Even then, she avoided attention whenever possible.

She preferred sending designs digitally rather than meeting clients face-to-face. Crowds drained her energy, and city life overwhelmed her after too long. Seattle was exciting in small doses — neon lights reflecting on wet pavement, motorcycles roaring through downtown streets, underground tattoo shops buzzing late at night — but she always found herself returning to the quiet safety of the farm.

The farm was home in every sense of the word.

Mornings started with feeding the horses before the fog fully lifted from the fields. Aris was strong-willed and difficult for most people to handle, which secretly made her love him even more. Luna was calmer, intelligent and protective, often following her movements carefully as if understanding her moods. Oreo and Ina ruled the house like tiny chaotic kings, constantly interrupting her work by climbing across her desk while she drew. Kira, her dog, rarely left her side and seemed capable of sensing when her temper or emotions were spiraling before anyone else noticed.

Animals grounded her in ways people never could.

Because despite how composed she often appeared, there was always something restless inside her.

Her anger was never random. It came from years of bottling things up instead of talking about them. She hated vulnerability. Hated feeling weak. Hated needing anyone. So instead of sadness, she learned how to express rage. Sharp words were easier than honest emotions. Pushing people away felt safer than risking abandonment first. When she exploded, it was intense and frightening — not loud chaos without reason, but years of restrained emotion finally breaking through cracked walls.

Yet people who truly knew her understood something important:

Her anger was never cruelty.

Underneath all the sarcasm and defensive walls lived someone painfully caring. She noticed everything about the people she loved — when their smiles looked forced, when their hands trembled slightly, when their voice sounded quieter than usual. She remembered favorite songs, random comments, small habits.

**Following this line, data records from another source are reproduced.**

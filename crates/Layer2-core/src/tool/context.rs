//! Tool Context - 도구 실행 컨텍스트
//!
//! Runner가 dispatch마다 만들어 handler에 넘긴다.
//! - principal (감사/스냅샷 기록용)
//! - PathGuard (경로 검증)
//! - VersionStore (스냅샷)
//! - GatewayConfig (타임아웃, 출력 제한 등)
//! - CancellationToken (호출자 취소)

use super::security::{PathGuard, PathIntent};
use crate::history::VersionStore;
use std::path::PathBuf;
use std::sync::Arc;
use tokio_util::sync::CancellationToken;
use toolgate_foundation::{GatewayConfig, Result};

/// 도구 실행 컨텍스트
#[derive(Clone)]
pub struct ToolContext {
    pub principal: String,
    pub paths: Arc<PathGuard>,
    pub history: Arc<VersionStore>,
    pub config: Arc<GatewayConfig>,
    pub cancel: CancellationToken,
}

impl ToolContext {
    pub fn new(
        principal: impl Into<String>,
        paths: Arc<PathGuard>,
        history: Arc<VersionStore>,
        config: Arc<GatewayConfig>,
    ) -> Self {
        Self {
            principal: principal.into(),
            paths,
            history,
            config,
            cancel: CancellationToken::new(),
        }
    }

    pub fn with_cancel(mut self, cancel: CancellationToken) -> Self {
        self.cancel = cancel;
        self
    }

    /// 경로 검증 (PathGuard 위임)
    pub fn resolve_path(&self, raw: &str, intent: PathIntent) -> Result<PathBuf> {
        self.paths.validate(raw, intent)
    }

    /// 임시 디렉토리를 작업 디렉토리로 쓰는 테스트용 컨텍스트
    #[cfg(test)]
    pub(crate) fn for_test(dir: &std::path::Path, config: GatewayConfig) -> Self {
        let work = dir.join("work");
        std::fs::create_dir_all(&work).unwrap();
        Self::new(
            "admin",
            Arc::new(PathGuard::new(&work)),
            Arc::new(VersionStore::new(dir.join("history"))),
            Arc::new(config),
        )
    }
}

She expressed love silently through loyalty and presence rather than affection-filled words.

If someone mattered to her, she would protect them viciously.

Late nights often found her sitting on the roof of the farmhouse with headphones on, sketchbook beside her, violin resting against her shoulder after hours of playing. Few people knew she could play at all. The violin was personal — too personal. Unlike drawing, music exposed emotions too directly, and that terrified her. But on nights when the world felt unbearably heavy, she played anyway. Slow, haunting melodies drifting across empty fields beneath cold Washington skies.

Then there were the motorcycles.

The one thing capable of silencing her thoughts completely.

She fell in love with them the first time she rode one — the speed, the danger, the freedom. Riding through dark backroads at night became her escape whenever emotions became too overwhelming. Wind tearing through her hair, engine roaring beneath her, city lights blurring in the distance — it was the closest thing she had ever felt to peace.

People often describe her as difficult.

And they’re not entirely wrong.

She is stubborn beyond reason, guarded to the point of frustration, emotionally complicated, and brutally honest when irritated. She struggles to trust people and pushes others away before they can get too close. But beneath all of that is someone deeply loyal, intelligent, creative, and full of hidden softness she rarely allows anyone to see.

She is not the kind of person who shines brightly for everyone.

She is quieter than that. Darker than that.

More like the calm before a storm.
Like moonlight through fog.
Like fire hidden beneath ice.

And the few people lucky enough to truly know her understand one thing above all else:

Once she lets someone into her world, she loves them with a depth fierce enough to burn.